I detenuti-attori appartengono al braccio di massima sicurezza, cioe` quello i cui reclusi sono gravati dalle pene piu` pesanti, tra cui addirittura due ergastoli, condanne per droga, camorra e omicidio, come indicano esplicitamente i titoli di apertura in cui ogni attore e` inquadrato sottotitolando con nome, cognome, parte recitata, pena.

Pertanto il film e` girato completamente all’interno di Rebibbia, da cui gli attori non devono uscire; il carcere si rivela un set estremamente interessante e la scena dell’assassinio di Giulio Cesare, girata proprio sul tetto del penitenziario, e` di grande suggestione; cosi` come le scene che accompagnano i famosissimi discorsi di Bruto e di Antonio, ottenute inquadrando i carcerati che ascoltandoli urlano e protendono le braccia dalle loro celle, incarnando con straordinario realismo le passioni di un popolo tra liberta` e tirannia.

La febbrile meticolosita` con cui gli attori si preparano a interpretare i loro ruoli rivela, certo, un tentativo di riscatto e la ricerca di una motivazione esistenziale, ma anche una reale passione che da` frutti straordinari: questi attori sono bravissimi, le loro dure esperienze di vita si riflettono sui loro volti e ne arricchiscono l’espressivita` con un risultato potente e umanissimo.

In effetti, uno di loro, Salvatore Striano, dopo aver scontato la sua pena e` uscito dal carcere e lavora come attore professionista, mentre altri di loro hanno scritto libri, insomma sembra di poter affermare che l’esperienza teatrale abbia davvero avuto un impatto positivo, almeno su alcune di queste persone.

I detenuti sono invitati a recitare il testo, che per le parti di teatro e` tratto da quello originale di Shakespeare tradotto in italiano, rigorosamente ciascuno nel proprio dialetto. Questo puo` creare qualche disorientamento nello spettatore soprattutto all’inizio, ma con il procedere della narrazione le eventuali difficolta` vengono facilmente superate.

Naturalmente, dato il contesto,la citatissima frase “.. ma Bruto e` un uomo d’onore..”, recitata da Antonio durante il suo discorso funebre per Cesare, assume tutta un’ulteriore serie di significati..

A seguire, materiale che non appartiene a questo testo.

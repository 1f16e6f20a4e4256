//! pfstat 공통 크레이트
//!
//! # 모듈 구성
//! - [`config`]: `pfstat.toml` 파싱, 환경변수 오버라이드, 유효성 검증
//! - [`error`]: 최상위 에러 타입 [`PfstatError`]와 도메인별 에러

pub mod config;
pub mod error;

// --- 주요 타입 re-export ---

// 에러
pub use error::{ConfigError, DecodeError, PfstatError};

// 설정
pub use config::{GeneralConfig, PfstatConfig, StatusConfig};
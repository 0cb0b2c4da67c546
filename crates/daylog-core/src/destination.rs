//! Destination abstractions.
//!
//! A destination is the single open sink for one calendar day. Providers
//! create destinations on demand; tests substitute in-memory providers.

use std::fmt::Debug;

use crate::date_key::DateKey;
use crate::error::LogError;
use crate::line::LogLine;

/// An open, append-only sink for one day's log lines.
pub trait Destination: Debug + Send {
    /// Appends `line` as one contiguous write.
    ///
    /// # Errors
    ///
    /// Returns `LogError::Write` if the underlying sink rejects the bytes.
    fn write_line(&mut self, line: &LogLine) -> Result<(), LogError>;

    /// Pushes buffered bytes to the underlying sink.
    ///
    /// # Errors
    ///
    /// Returns `LogError::Write` if flushing fails.
    fn flush(&mut self) -> Result<(), LogError>;

    /// Human-readable location, used in diagnostics.
    fn describe(&self) -> String;
}

/// Opens the destination for a given day.
pub trait DestinationProvider: Send + Sync {
    /// Opens (creating if absent) the destination for `key` in append mode.
    ///
    /// # Errors
    ///
    /// Returns `LogError::DestinationOpen` if the destination cannot be
    /// created or opened.
    fn open(&self, key: &DateKey) -> Result<Box<dyn Destination>, LogError>;
}
//! Application layer: the logger itself, its configuration and the
//! process-wide instance.

pub mod config;
pub mod global;
pub mod logger;
//! File-backed destinations.

pub mod file_destination;
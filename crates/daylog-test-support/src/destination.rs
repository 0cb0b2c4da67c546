//! Test destinations — fake `DestinationProvider` implementations for tests.

use std::io;
use std::path::PathBuf;
use std::sync::{Arc, Mutex};

use daylog_core::date_key::DateKey;
use daylog_core::destination::{Destination, DestinationProvider};
use daylog_core::error::LogError;
use daylog_core::line::LogLine;

#[derive(Debug, Default)]
struct Journal {
    opened: Vec<DateKey>,
    closed: Vec<DateKey>,
    lines: Vec<(DateKey, String)>,
    flushes: usize,
}

/// A destination provider that records every open, line, flush and close in
/// memory. Clones share the same journal, so a test can keep one handle while
/// the logger owns another.
#[derive(Debug, Clone, Default)]
pub struct RecordingDestinationProvider {
    journal: Arc<Mutex<Journal>>,
}

impl RecordingDestinationProvider {
    /// Create a provider with an empty journal.
    #[must_use]
    pub fn new() -> Self {
        Self::default()
    }

    /// Keys in the order their destinations were opened.
    ///
    /// # Panics
    ///
    /// Panics if the internal mutex is poisoned.
    pub fn opened_keys(&self) -> Vec<DateKey> {
        self.journal.lock().unwrap().opened.clone()
    }

    /// Keys in the order their destinations were released.
    ///
    /// # Panics
    ///
    /// Panics if the internal mutex is poisoned.
    pub fn closed_keys(&self) -> Vec<DateKey> {
        self.journal.lock().unwrap().closed.clone()
    }

    /// Every line written, without its newline, tagged with its day.
    ///
    /// # Panics
    ///
    /// Panics if the internal mutex is poisoned.
    pub fn lines(&self) -> Vec<(DateKey, String)> {
        self.journal.lock().unwrap().lines.clone()
    }

    /// Lines written to the destination for `key`.
    ///
    /// # Panics
    ///
    /// Panics if the internal mutex is poisoned.
    pub fn lines_for(&self, key: &DateKey) -> Vec<String> {
        self.journal
            .lock()
            .unwrap()
            .lines
            .iter()
            .filter(|(k, _)| k == key)
            .map(|(_, line)| line.clone())
            .collect()
    }

    /// Number of explicit flushes across all destinations.
    ///
    /// # Panics
    ///
    /// Panics if the internal mutex is poisoned.
    pub fn flush_count(&self) -> usize {
        self.journal.lock().unwrap().flushes
    }
}

impl DestinationProvider for RecordingDestinationProvider {
    fn open(&self, key: &DateKey) -> Result<Box<dyn Destination>, LogError> {
        self.journal.lock().unwrap().opened.push(*key);
        Ok(Box::new(RecordingDestination {
            key: *key,
            journal: Arc::clone(&self.journal),
        }))
    }
}

#[derive(Debug)]
struct RecordingDestination {
    key: DateKey,
    journal: Arc<Mutex<Journal>>,
}

impl Destination for RecordingDestination {
    fn write_line(&mut self, line: &LogLine) -> Result<(), LogError> {
        self.journal
            .lock()
            .unwrap()
            .lines
            .push((self.key, line.content().to_owned()));
        Ok(())
    }

    fn flush(&mut self) -> Result<(), LogError> {
        self.journal.lock().unwrap().flushes += 1;
        Ok(())
    }

    fn describe(&self) -> String {
        format!("memory:{}", self.key)
    }
}

impl Drop for RecordingDestination {
    fn drop(&mut self) {
        if let Ok(mut journal) = self.journal.lock() {
            journal.closed.push(self.key);
        }
    }
}

/// A destination provider whose `open` always fails with permission denied.
/// Useful for testing the open-failure path.
#[derive(Debug)]
pub struct FailingDestinationProvider;

impl DestinationProvider for FailingDestinationProvider {
    fn open(&self, key: &DateKey) -> Result<Box<dyn Destination>, LogError> {
        Err(LogError::DestinationOpen {
            path: PathBuf::from(format!("/unwritable/sample_log_{key}.log")),
            source: io::Error::from(io::ErrorKind::PermissionDenied),
        })
    }
}

/// A destination provider that opens successfully but whose destinations
/// reject every write and flush as if the disk were full.
#[derive(Debug, Clone, Default)]
pub struct FailingWriteDestinationProvider {
    opens: Arc<Mutex<usize>>,
}

impl FailingWriteDestinationProvider {
    /// Create a new failing-write provider.
    #[must_use]
    pub fn new() -> Self {
        Self::default()
    }

    /// Number of destinations opened so far.
    ///
    /// # Panics
    ///
    /// Panics if the internal mutex is poisoned.
    pub fn open_count(&self) -> usize {
        *self.opens.lock().unwrap()
    }
}

impl DestinationProvider for FailingWriteDestinationProvider {
    fn open(&self, key: &DateKey) -> Result<Box<dyn Destination>, LogError> {
        *self.opens.lock().unwrap() += 1;
        Ok(Box::new(FullDiskDestination { key: *key }))
    }
}

#[derive(Debug)]
struct FullDiskDestination {
    key: DateKey,
}

impl FullDiskDestination {
    fn error(&self) -> LogError {
        LogError::Write {
            path: PathBuf::from(self.describe()),
            source: io::Error::from(io::ErrorKind::StorageFull),
        }
    }
}

impl Destination for FullDiskDestination {
    fn write_line(&mut self, _line: &LogLine) -> Result<(), LogError> {
        Err(self.error())
    }

    fn flush(&mut self) -> Result<(), LogError> {
        Err(self.error())
    }

    fn describe(&self) -> String {
        format!("full-disk:{}", self.key)
    }
}
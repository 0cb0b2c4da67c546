//! Logging error types.

use std::io;
use std::path::PathBuf;

use thiserror::Error;

/// Top-level error type for every daylog operation.
#[derive(Debug, Error)]
pub enum LogError {
    /// The destination file (or its directory) could not be created or opened.
    #[error("cannot open log destination {}: {source}", path.display())]
    DestinationOpen {
        /// Path that was being opened.
        path: PathBuf,
        /// Underlying I/O failure.
        source: io::Error,
    },

    /// Appending to or flushing an open destination failed.
    #[error("cannot write to log destination {}: {source}", path.display())]
    Write {
        /// Path of the open destination.
        path: PathBuf,
        /// Underlying I/O failure.
        source: io::Error,
    },

    /// A configuration value is missing or malformed.
    #[error("configuration error: {0}")]
    Config(String),

    /// A writer panicked while holding the destination lock.
    #[error("destination lock poisoned: {0}")]
    LockPoisoned(String),

    /// The process-wide logger was already created.
    #[error("logger already initialized")]
    AlreadyInitialized,
}

impl LogError {
    /// Returns the underlying I/O error, if this is an I/O failure.
    #[must_use]
    pub fn io_error(&self) -> Option<&io::Error> {
        match self {
            Self::DestinationOpen { source, .. } | Self::Write { source, .. } => Some(source),
            Self::Config(_) | Self::LockPoisoned(_) | Self::AlreadyInitialized => None,
        }
    }
}
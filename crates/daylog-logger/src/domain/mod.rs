//! Domain types for the logger.

pub mod state;
//! Calendar-day keys used to select a log destination.

use std::fmt;
use std::str::FromStr;

use chrono::{DateTime, Datelike, Local, NaiveDate, TimeZone, Utc};

use crate::error::LogError;

/// Which calendar a timestamp is projected onto before taking its date.
#[derive(Debug, Clone, Copy, Default, PartialEq, Eq)]
pub enum KeyZone {
    /// The process's local time zone.
    #[default]
    Local,
    /// Coordinated Universal Time.
    Utc,
}

impl FromStr for KeyZone {
    type Err = LogError;

    fn from_str(s: &str) -> Result<Self, Self::Err> {
        match s.trim().to_ascii_lowercase().as_str() {
            "local" => Ok(Self::Local),
            "utc" => Ok(Self::Utc),
            other => Err(LogError::Config(format!(
                "unknown date zone {other:?}, expected \"local\" or \"utc\""
            ))),
        }
    }
}

/// A calendar day. Displays as `YYYY_MM_DD`.
#[derive(Debug, Clone, Copy, PartialEq, Eq, PartialOrd, Ord, Hash)]
pub struct DateKey {
    /// Calendar year.
    pub year: i32,
    /// Month, `1..=12`.
    pub month: u32,
    /// Day of month, `1..=31`.
    pub day: u32,
}

impl DateKey {
    /// Derives the key for `at` as seen in `zone`.
    #[must_use]
    pub fn for_timestamp(at: DateTime<Utc>, zone: KeyZone) -> Self {
        match zone {
            KeyZone::Local => Self::in_timezone(at, &Local),
            KeyZone::Utc => Self::in_timezone(at, &Utc),
        }
    }

    /// Derives the key for `at` in an arbitrary time zone.
    #[must_use]
    pub fn in_timezone<Tz: TimeZone>(at: DateTime<Utc>, tz: &Tz) -> Self {
        Self::from(at.with_timezone(tz).date_naive())
    }
}

impl From<NaiveDate> for DateKey {
    fn from(date: NaiveDate) -> Self {
        Self {
            year: date.year(),
            month: date.month(),
            day: date.day(),
        }
    }
}

impl fmt::Display for DateKey {
    fn fmt(&self, f: &mut fmt::Formatter<'_>) -> fmt::Result {
        write!(f, "{:04}_{:02}_{:02}", self.year, self.month, self.day)
    }
}
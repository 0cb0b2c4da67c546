//! daylog — a process-wide logger writing one file per calendar day.
//!
//! Each call concatenates its fragments with no separator, derives the day
//! from an injectable clock, and appends the line to that day's file
//! (`sample_log_YYYY_MM_DD.log` by default), rolling over when the day
//! changes.
//!
//! ```no_run
//! use chrono::{TimeZone, Utc};
//!
//! daylog_logger::set_timestamp(Utc.timestamp_opt(1_000_000, 0).unwrap());
//! daylog_logger::log!("Hello ", "world ", 123)?;
//! daylog_logger::shutdown()?;
//! # Ok::<(), daylog_logger::LogError>(())
//! ```

pub mod application;
pub mod domain;
pub mod infrastructure;

pub use application::config::{FlushPolicy, LoggerConfig};
pub use application::global::{clear_timestamp, global_clock, set_timestamp, shutdown};
pub use application::logger::Logger;
pub use infrastructure::file_destination::FileDestinationProvider;

pub use daylog_core::date_key::{DateKey, KeyZone};
pub use daylog_core::error::LogError;

/// Logs any number of `Display` values through the process-wide logger.
///
/// Evaluates to `Result<(), LogError>`.
#[macro_export]
macro_rules! log {
    ($($fragment:expr),* $(,)?) => {
        $crate::Logger::instance().log(&[$(&$fragment as &dyn ::std::fmt::Display),*])
    };
}

/// Logs any number of `Display` values through the given logger.
///
/// Evaluates to `Result<(), LogError>`.
#[macro_export]
macro_rules! log_to {
    ($logger:expr $(, $fragment:expr)* $(,)?) => {
        $logger.log(&[$(&$fragment as &dyn ::std::fmt::Display),*])
    };
}
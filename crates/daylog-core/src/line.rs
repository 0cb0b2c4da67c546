//! Formatting of variadic message fragments into a single log line.

use std::fmt::{self, Display, Write as _};

/// One newline-terminated log record.
///
/// Fragments are concatenated in order using their `Display` form, with no
/// separator and no prefix. Callers include their own spacing.
#[derive(Debug, Clone, PartialEq, Eq)]
pub struct LogLine(String);

impl LogLine {
    /// Builds a line from heterogeneous fragments.
    #[must_use]
    pub fn from_fragments(fragments: &[&dyn Display]) -> Self {
        let mut text = String::new();
        for fragment in fragments {
            // Writing into a `String` only fails if a `Display` impl reports an
            // error; such a fragment contributes whatever it wrote.
            let _ = write!(text, "{fragment}");
        }
        text.push('\n');
        Self(text)
    }

    /// The line including its trailing newline.
    #[must_use]
    pub fn as_str(&self) -> &str {
        &self.0
    }

    /// The line without its trailing newline.
    #[must_use]
    pub fn content(&self) -> &str {
        self.0.strip_suffix('\n').unwrap_or(&self.0)
    }

    /// Raw bytes to append, including the newline.
    #[must_use]
    pub fn as_bytes(&self) -> &[u8] {
        self.0.as_bytes()
    }
}

impl Display for LogLine {
    fn fmt(&self, f: &mut fmt::Formatter<'_>) -> fmt::Result {
        f.write_str(self.content())
    }
}
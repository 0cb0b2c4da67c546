//! Per-day log files on disk.

use std::fs::{self, File, OpenOptions};
use std::io::{BufWriter, Write};
use std::path::{Path, PathBuf};

use daylog_core::date_key::DateKey;
use daylog_core::destination::{Destination, DestinationProvider};
use daylog_core::error::LogError;
use daylog_core::line::LogLine;

use crate::application::config::LoggerConfig;

/// Opens `<dir>/<prefix><YYYY_MM_DD>.<extension>` in append mode.
#[derive(Debug, Clone)]
pub struct FileDestinationProvider {
    dir: PathBuf,
    prefix: String,
    extension: String,
    create_dir: bool,
}

impl FileDestinationProvider {
    /// Creates a provider for files in `dir`.
    #[must_use]
    pub fn new(
        dir: impl AsRef<Path>,
        prefix: impl Into<String>,
        extension: impl Into<String>,
    ) -> Self {
        Self {
            dir: dir.as_ref().to_path_buf(),
            prefix: prefix.into(),
            extension: extension.into(),
            create_dir: false,
        }
    }

    /// Creates a provider from the file-related parts of `config`.
    #[must_use]
    pub fn from_config(config: &LoggerConfig) -> Self {
        Self::new(&config.log_dir, config.prefix.clone(), config.extension.clone())
            .with_create_dir(config.create_dir)
    }

    /// Creates the directory on open instead of failing when it is missing.
    #[must_use]
    pub fn with_create_dir(mut self, create_dir: bool) -> Self {
        self.create_dir = create_dir;
        self
    }

    /// The directory files are written to.
    #[must_use]
    pub fn dir(&self) -> &Path {
        &self.dir
    }

    /// File name for `key`, e.g. `sample_log_1970_01_12.log`.
    #[must_use]
    pub fn file_name(&self, key: &DateKey) -> String {
        if self.extension.is_empty() {
            format!("{}{key}", self.prefix)
        } else {
            format!("{}{key}.{}", self.prefix, self.extension)
        }
    }

    /// Full path for `key`.
    #[must_use]
    pub fn path_for(&self, key: &DateKey) -> PathBuf {
        self.dir.join(self.file_name(key))
    }
}

impl DestinationProvider for FileDestinationProvider {
    fn open(&self, key: &DateKey) -> Result<Box<dyn Destination>, LogError> {
        if self.create_dir {
            fs::create_dir_all(&self.dir).map_err(|source| LogError::DestinationOpen {
                path: self.dir.clone(),
                source,
            })?;
        }

        let path = self.path_for(key);
        let file = OpenOptions::new()
            .create(true)
            .append(true)
            .open(&path)
            .map_err(|source| LogError::DestinationOpen {
                path: path.clone(),
                source,
            })?;

        Ok(Box::new(FileDestination {
            path,
            writer: BufWriter::new(file),
        }))
    }
}

/// An open per-day file. Dropping it flushes best-effort and closes the handle.
#[derive(Debug)]
pub struct FileDestination {
    path: PathBuf,
    writer: BufWriter<File>,
}

impl FileDestination {
    fn write_error(&self, source: std::io::Error) -> LogError {
        LogError::Write {
            path: self.path.clone(),
            source,
        }
    }
}

impl Destination for FileDestination {
    fn write_line(&mut self, line: &LogLine) -> Result<(), LogError> {
        self.writer
            .write_all(line.as_bytes())
            .map_err(|e| self.write_error(e))
    }

    fn flush(&mut self) -> Result<(), LogError> {
        self.writer.flush().map_err(|e| self.write_error(e))
    }

    fn describe(&self) -> String {
        self.path.display().to_string()
    }
}
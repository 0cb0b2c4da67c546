//! daylog core — shared abstractions.
//!
//! This crate defines the clock capability, the calendar-day key used to
//! select log destinations, line formatting, the destination traits and the
//! error type every daylog crate reports. It performs no file I/O.

pub mod clock;
pub mod date_key;
pub mod destination;
pub mod error;
pub mod line;
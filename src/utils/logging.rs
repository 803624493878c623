use anyhow::Result;
use tracing_subscriber::{layer::SubscriberExt, util::SubscriberInitExt, EnvFilter};

/// Настройка логирования. `RUST_LOG` важнее уровня из конфигурации и CLI.
///
/// `format`: `compact` для обычной работы, `pretty` - многострочный вывод
/// для отладки переходов между действиями.
pub fn init_tracing(level: &str, format: &str) -> Result<()> {
    let filter = EnvFilter::try_from_default_env().or_else(|_| EnvFilter::try_new(level))?;

    let registry = tracing_subscriber::registry().with(filter);
    if format == "pretty" {
        registry.with(tracing_subscriber::fmt::layer().pretty()).init();
    } else {
        registry
            .with(tracing_subscriber::fmt::layer().compact().with_target(false))
            .init();
    }

    Ok(())
}

// Таймер анимации тикает десятки раз в секунду: аргументы форматируются
// только когда уровень действительно включён
#[macro_export]
macro_rules! debug_if_enabled {
    ($($arg:tt)*) => {
        if tracing::enabled!(tracing::Level::DEBUG) {
            tracing::debug!($($arg)*);
        }
    };
}

#[macro_export]
macro_rules! trace_if_enabled {
    ($($arg:tt)*) => {
        if tracing::enabled!(tracing::Level::TRACE) {
            tracing::trace!($($arg)*);
        }
    };
}
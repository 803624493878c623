use crate::error::Result;
use crate::events::Gesture;
use crate::pet_error;
use std::io::{self, BufRead, BufReader};
use std::thread;
use tokio::sync::{mpsc, oneshot};
use tracing::{debug, info, warn};

use super::r#trait::GestureSource;

const HELP: &str = "hover | press X Y | move X Y | release X Y | click | play ID | random | switch NAME | quit";

/// Жесты из текстовых команд на stdin (headless-хост)
pub struct ConsoleGestureSource {
    input: Box<dyn BufRead + Send>,
}

impl ConsoleGestureSource {
    pub fn new() -> Self {
        Self::with_input(BufReader::new(io::stdin()))
    }

    pub fn with_input(input: impl BufRead + Send + 'static) -> Self {
        Self {
            input: Box::new(input),
        }
    }
}

#[async_trait::async_trait]
impl GestureSource for ConsoleGestureSource {
    /// Чтение идёт в отдельном потоке: блокирующий read нельзя отменить, а
    /// задача, ждущая поток, снимается через `abort` и не держит завершение рантайма
    async fn run(self: Box<Self>, tx: mpsc::Sender<Gesture>) -> Result<()> {
        info!("Консоль жестов готова: {}", HELP);

        let (done_tx, done_rx) = oneshot::channel();
        let input = self.input;
        thread::Builder::new()
            .name("gesture-console".to_string())
            .spawn(move || {
                let _ = done_tx.send(forward_lines(input, &tx));
            })?;

        done_rx
            .await
            .map_err(|_| pet_error!(internal, "Поток консоли жестов завершился аварийно"))?
    }
}

fn forward_lines(input: impl BufRead, tx: &mpsc::Sender<Gesture>) -> Result<()> {
    for line in input.lines() {
        let line = line?;
        if line.trim().is_empty() {
            continue;
        }

        let Some(gesture) = Gesture::parse(&line) else {
            warn!("Неизвестная команда '{}'. Доступно: {}", line.trim(), HELP);
            continue;
        };

        debug!("Жест из консоли: {}", gesture);
        tx.blocking_send(gesture)
            .map_err(|_| pet_error!(internal, "Канал жестов закрыт"))?;
    }

    info!("stdin закрыт, консоль жестов остановлена");
    Ok(())
}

E` un grande film. La regia e la sceneggiatura sono magnifiche, e anche la fotografia che sottolinea i momenti piu` significativi mediante un uso alternato del bianco e nero e del colore; a Cosimo Rega, una volta svestiti i panni di Cassio, spetta il compito di riassumere, sia pure con una frase sul filo della retorica, il vero dramma del ritorno in cella dopo aver sperimentato l’emozione del teatro.